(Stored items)
++++++++
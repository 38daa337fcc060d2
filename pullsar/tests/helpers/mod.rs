// Shared fixtures so tests can `use crate::helpers::*;`
use std::sync::Arc;
use std::time::Duration;

use chrono::NaiveDate;
use pullsar::Pullsar;
use pullsar_mock::{DynamicMockConnector, DynamicMockController, MockConnector};

pub const COMMUNITY: &str = "registry.redhat.io/redhat/community-operator-index";
pub const REDHAT: &str = "registry.redhat.io/redhat/redhat-operator-index";

/// A day well inside the fixtures' history.
pub fn today() -> NaiveDate {
    NaiveDate::from_ymd_opt(2025, 3, 1).unwrap()
}

pub fn d(y: i32, m: u32, day: u32) -> NaiveDate {
    NaiveDate::from_ymd_opt(y, m, day).unwrap()
}

/// Orchestrator over the static fixtures.
pub fn fixtures() -> Pullsar {
    Pullsar::builder()
        .with_connector(Arc::new(MockConnector::new()))
        .build()
        .unwrap()
}

/// Orchestrator over a scriptable mock with a short provider timeout.
pub fn scripted() -> (Pullsar, DynamicMockController) {
    let (conn, ctl) = DynamicMockConnector::new_with_controller("scripted");
    let pullsar = Pullsar::builder()
        .with_connector(conn)
        .provider_timeout(Duration::from_millis(50))
        .build()
        .unwrap();
    (pullsar, ctl)
}
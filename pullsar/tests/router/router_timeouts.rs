use std::time::Duration;

use pullsar::{ListQuery, OverallQuery, Pullsar, PullsarError, Scope};
use pullsar_mock::{DynamicMockConnector, MockBehavior};

use crate::helpers::{fixtures, scripted, today};

#[tokio::test]
async fn hanging_listing_maps_to_provider_timeout() {
    let (pullsar, ctl) = scripted();
    ctl.set_list_behavior(MockBehavior::Hang).await;
    let err = pullsar
        .list_page(&ListQuery::defaults(today()))
        .await
        .unwrap_err();
    assert_eq!(err, PullsarError::provider_timeout("scripted", "catalogs"));
}

#[tokio::test]
async fn slow_fixture_catalog_times_out() {
    let pullsar = Pullsar::builder()
        .with_connector(std::sync::Arc::new(pullsar_mock::MockConnector::new()))
        .provider_timeout(Duration::from_millis(20))
        .build()
        .unwrap();
    let q = ListQuery::defaults(today()).with_scope(Scope::Packages {
        catalog: "TIMEOUT".into(),
    });
    let err = pullsar.list_page(&q).await.unwrap_err();
    assert_eq!(err, PullsarError::provider_timeout("pullsar-mock", "packages"));
}

#[tokio::test]
async fn request_deadline_bounds_the_overview() {
    let (conn, ctl) = DynamicMockConnector::new_with_controller("slow");
    let pullsar = Pullsar::builder()
        .with_connector(conn)
        .provider_timeout(Duration::from_secs(5))
        .request_timeout(Duration::from_millis(50))
        .build()
        .unwrap();
    ctl.set_summary_behavior(MockBehavior::Hang).await;
    let err = pullsar
        .overview(&OverallQuery::defaults(today()))
        .await
        .unwrap_err();
    assert!(matches!(err, PullsarError::RequestTimeout { .. }), "{err:?}");
}

#[tokio::test]
async fn fast_calls_are_unaffected() {
    let overview = fixtures()
        .overview(&OverallQuery::defaults(today()))
        .await;
    assert!(overview.is_ok());
}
++++++++
Please go through the data and copy each line containing the word "redhat".

pub const COMMUNITY: &str = "registry.redhat.io/redhat/community-operator-index";
pub const REDHAT: &str = "registry.redhat.io/redhat/redhat-operator-index";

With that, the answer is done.